- [Your assignment] Repeat nothing but the lines below running from the one containing "pub use records::*;" to the one containing "form is kept.". Keep both end lines.

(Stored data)
^^^^^^^^^^^^^^^^
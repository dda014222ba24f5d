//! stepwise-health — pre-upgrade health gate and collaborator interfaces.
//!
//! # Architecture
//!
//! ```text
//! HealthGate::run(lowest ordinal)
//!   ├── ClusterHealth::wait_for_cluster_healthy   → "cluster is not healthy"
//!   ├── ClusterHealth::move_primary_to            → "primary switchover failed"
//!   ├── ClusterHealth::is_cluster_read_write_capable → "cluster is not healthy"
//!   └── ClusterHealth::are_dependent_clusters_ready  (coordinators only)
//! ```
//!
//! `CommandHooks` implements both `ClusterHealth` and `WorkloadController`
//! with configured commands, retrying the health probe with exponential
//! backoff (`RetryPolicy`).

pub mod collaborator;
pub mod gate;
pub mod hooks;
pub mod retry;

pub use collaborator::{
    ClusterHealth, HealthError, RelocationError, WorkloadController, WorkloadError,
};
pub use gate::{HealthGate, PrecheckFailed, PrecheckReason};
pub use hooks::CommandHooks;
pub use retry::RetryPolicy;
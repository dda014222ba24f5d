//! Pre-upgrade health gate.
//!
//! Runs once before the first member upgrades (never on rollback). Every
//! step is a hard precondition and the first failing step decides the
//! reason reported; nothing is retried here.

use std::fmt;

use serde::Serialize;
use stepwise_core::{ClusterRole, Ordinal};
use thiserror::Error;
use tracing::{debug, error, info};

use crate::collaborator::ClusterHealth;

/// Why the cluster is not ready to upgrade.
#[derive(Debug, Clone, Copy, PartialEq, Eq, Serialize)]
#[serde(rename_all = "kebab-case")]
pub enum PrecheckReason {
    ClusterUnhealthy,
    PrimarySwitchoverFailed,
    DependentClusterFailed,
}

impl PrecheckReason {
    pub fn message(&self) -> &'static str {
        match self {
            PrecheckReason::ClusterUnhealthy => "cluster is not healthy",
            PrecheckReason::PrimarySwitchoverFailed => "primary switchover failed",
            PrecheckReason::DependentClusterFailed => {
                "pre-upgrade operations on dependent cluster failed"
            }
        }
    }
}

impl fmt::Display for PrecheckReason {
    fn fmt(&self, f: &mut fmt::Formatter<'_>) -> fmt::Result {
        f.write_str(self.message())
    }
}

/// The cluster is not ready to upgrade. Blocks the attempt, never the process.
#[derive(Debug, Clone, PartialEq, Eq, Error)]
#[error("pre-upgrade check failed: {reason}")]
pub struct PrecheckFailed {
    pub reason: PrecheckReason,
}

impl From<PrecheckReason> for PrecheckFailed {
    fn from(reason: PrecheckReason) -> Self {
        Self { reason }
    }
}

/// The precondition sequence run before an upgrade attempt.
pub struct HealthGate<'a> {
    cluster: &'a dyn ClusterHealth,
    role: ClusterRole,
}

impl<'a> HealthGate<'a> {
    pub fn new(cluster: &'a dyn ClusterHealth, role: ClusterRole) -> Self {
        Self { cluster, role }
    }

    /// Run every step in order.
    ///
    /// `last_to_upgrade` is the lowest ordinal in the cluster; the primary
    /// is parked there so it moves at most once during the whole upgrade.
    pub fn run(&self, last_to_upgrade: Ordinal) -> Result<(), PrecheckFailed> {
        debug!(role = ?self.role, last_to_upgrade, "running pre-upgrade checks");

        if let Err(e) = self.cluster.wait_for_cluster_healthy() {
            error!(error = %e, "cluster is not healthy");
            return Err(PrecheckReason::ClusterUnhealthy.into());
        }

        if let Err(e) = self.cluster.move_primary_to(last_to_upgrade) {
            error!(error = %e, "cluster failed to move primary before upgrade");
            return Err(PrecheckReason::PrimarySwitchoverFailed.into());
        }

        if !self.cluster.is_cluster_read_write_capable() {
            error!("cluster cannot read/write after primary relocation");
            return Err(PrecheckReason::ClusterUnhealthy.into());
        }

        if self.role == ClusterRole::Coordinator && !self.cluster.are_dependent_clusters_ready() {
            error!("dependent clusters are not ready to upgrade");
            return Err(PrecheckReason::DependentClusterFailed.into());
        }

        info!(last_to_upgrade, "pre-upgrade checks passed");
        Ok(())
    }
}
^^^^^^^^^^^^^^^^
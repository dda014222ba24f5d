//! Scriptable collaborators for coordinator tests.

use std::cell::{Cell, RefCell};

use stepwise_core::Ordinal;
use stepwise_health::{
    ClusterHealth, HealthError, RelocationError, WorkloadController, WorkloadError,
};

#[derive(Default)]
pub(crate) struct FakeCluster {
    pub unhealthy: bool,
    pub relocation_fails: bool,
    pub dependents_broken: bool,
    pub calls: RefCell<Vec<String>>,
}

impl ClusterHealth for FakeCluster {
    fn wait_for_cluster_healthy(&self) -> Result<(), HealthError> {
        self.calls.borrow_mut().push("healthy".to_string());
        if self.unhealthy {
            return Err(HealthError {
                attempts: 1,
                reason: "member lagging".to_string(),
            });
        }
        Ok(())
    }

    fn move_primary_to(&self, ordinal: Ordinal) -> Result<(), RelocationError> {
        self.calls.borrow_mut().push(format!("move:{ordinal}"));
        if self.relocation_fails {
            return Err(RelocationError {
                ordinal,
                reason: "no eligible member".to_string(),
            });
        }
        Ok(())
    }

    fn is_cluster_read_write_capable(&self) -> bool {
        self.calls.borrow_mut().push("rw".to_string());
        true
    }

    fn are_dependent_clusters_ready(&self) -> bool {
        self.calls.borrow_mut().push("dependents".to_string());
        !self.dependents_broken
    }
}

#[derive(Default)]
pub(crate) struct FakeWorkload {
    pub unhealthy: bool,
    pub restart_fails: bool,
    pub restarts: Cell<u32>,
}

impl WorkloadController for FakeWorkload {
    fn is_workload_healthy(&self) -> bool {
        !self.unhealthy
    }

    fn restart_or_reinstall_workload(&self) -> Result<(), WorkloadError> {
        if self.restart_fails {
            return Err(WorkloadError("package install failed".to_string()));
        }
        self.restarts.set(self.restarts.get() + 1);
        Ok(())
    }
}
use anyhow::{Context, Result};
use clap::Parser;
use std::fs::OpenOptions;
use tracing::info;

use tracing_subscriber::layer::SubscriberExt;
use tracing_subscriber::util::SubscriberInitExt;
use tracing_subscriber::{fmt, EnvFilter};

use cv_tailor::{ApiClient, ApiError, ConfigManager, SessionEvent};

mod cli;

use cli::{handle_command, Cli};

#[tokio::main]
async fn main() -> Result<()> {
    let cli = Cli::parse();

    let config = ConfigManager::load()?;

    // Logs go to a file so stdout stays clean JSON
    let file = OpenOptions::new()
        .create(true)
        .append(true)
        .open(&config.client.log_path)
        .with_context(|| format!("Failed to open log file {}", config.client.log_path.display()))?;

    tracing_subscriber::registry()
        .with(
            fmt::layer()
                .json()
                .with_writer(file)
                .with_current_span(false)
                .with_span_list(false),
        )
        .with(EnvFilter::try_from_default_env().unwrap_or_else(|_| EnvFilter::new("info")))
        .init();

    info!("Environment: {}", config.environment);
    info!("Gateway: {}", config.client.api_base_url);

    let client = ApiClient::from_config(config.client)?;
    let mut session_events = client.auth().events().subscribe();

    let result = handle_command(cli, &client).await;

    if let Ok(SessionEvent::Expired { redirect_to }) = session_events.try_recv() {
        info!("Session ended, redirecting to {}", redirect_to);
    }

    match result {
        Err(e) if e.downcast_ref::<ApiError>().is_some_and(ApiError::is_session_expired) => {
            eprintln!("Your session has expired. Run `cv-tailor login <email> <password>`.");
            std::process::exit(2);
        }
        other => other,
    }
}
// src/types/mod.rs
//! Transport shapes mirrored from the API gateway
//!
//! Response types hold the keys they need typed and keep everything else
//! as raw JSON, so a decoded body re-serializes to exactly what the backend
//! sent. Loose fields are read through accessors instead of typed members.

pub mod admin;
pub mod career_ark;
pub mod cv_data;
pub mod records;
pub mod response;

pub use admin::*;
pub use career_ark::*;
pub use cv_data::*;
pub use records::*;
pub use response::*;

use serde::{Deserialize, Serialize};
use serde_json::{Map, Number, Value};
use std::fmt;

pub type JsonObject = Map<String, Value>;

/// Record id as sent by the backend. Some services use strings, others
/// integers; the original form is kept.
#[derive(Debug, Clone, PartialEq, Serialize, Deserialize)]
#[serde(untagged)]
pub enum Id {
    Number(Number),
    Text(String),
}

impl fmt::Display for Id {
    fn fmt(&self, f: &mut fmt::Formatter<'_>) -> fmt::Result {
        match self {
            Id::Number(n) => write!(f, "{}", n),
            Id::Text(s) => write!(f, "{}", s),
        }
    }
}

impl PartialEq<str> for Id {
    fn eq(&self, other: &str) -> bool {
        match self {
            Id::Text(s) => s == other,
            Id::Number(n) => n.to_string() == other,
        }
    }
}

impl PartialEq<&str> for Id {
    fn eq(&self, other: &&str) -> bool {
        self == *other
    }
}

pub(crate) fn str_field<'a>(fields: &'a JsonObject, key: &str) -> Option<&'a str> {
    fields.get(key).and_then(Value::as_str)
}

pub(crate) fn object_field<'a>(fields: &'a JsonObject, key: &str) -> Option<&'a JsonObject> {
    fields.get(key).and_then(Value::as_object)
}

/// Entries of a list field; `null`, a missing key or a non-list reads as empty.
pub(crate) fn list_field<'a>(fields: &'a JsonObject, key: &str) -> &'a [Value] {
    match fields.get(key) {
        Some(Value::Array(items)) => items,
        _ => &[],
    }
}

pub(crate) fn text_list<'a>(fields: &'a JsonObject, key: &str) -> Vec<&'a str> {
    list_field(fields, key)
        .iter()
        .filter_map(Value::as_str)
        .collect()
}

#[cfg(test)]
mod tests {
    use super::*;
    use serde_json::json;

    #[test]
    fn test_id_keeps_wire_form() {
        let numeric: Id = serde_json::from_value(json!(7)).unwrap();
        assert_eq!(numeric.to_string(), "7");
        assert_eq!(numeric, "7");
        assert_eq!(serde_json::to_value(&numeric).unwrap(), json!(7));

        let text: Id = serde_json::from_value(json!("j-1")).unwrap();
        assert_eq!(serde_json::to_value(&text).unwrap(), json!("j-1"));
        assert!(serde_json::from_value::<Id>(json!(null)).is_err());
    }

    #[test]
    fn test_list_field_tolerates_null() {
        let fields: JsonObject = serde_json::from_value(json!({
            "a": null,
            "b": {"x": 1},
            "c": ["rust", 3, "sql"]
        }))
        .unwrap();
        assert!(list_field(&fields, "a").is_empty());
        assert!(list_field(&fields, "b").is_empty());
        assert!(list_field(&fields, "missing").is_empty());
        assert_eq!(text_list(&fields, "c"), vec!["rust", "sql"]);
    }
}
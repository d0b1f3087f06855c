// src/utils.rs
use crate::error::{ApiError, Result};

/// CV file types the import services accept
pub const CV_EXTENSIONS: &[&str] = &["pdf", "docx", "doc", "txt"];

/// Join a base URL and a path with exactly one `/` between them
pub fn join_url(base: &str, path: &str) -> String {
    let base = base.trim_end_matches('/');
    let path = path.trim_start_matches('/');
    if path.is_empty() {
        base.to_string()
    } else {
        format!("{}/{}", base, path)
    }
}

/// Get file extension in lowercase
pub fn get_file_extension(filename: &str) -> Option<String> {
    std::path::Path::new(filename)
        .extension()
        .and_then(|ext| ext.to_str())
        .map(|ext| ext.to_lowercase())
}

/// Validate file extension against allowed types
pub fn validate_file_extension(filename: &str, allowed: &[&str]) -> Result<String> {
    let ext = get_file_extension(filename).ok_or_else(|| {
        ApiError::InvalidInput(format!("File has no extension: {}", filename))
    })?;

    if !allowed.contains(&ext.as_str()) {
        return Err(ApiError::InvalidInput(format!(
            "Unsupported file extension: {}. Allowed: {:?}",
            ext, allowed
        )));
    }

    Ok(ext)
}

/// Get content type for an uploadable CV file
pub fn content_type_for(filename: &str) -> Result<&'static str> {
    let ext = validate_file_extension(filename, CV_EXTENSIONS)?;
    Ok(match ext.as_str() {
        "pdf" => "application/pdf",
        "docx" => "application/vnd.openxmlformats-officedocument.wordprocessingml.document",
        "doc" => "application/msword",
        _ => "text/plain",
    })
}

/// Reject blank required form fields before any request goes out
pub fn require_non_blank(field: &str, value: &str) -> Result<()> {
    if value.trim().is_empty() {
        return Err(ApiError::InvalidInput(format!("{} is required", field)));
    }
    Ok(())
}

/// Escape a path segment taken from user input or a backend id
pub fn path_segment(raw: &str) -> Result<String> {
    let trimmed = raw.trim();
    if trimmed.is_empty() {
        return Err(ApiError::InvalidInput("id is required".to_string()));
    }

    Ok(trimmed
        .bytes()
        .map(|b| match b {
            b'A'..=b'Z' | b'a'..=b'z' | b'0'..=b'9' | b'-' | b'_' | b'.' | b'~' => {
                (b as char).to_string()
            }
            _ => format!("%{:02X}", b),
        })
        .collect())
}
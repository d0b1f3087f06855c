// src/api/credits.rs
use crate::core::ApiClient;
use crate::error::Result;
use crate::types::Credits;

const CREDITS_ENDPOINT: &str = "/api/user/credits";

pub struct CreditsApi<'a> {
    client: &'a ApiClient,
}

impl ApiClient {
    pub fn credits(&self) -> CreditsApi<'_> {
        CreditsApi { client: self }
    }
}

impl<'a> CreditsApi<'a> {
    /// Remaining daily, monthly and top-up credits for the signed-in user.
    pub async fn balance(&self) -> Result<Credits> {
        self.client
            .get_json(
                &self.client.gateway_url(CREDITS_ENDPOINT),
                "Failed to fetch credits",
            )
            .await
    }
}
^^^^^^^^^^^^^^^^
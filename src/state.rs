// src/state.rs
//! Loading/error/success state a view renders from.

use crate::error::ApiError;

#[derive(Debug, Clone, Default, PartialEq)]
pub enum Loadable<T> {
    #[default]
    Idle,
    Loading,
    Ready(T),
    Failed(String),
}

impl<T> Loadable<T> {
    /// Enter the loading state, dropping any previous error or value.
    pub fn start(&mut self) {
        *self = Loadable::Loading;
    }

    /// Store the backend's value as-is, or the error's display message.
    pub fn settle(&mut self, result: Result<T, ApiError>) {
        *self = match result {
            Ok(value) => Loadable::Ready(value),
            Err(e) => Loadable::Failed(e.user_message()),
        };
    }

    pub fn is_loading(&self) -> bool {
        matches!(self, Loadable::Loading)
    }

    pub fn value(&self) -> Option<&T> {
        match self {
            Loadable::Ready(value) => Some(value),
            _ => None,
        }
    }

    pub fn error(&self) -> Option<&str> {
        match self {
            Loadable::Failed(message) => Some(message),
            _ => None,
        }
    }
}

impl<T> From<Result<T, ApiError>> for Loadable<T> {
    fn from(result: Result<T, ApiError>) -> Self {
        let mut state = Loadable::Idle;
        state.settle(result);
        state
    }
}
^^^^^^^^^^^^^^^^
- [Answer space]
pub use records::*;
pub use response::*;

use serde::{Deserialize, Serialize};
use serde_json::{Map, Number, Value};
use std::fmt;

pub type JsonObject = Map<String, Value>;

/// Record id as sent by the backend. Some services use strings, others
/// integers; the original form is kept.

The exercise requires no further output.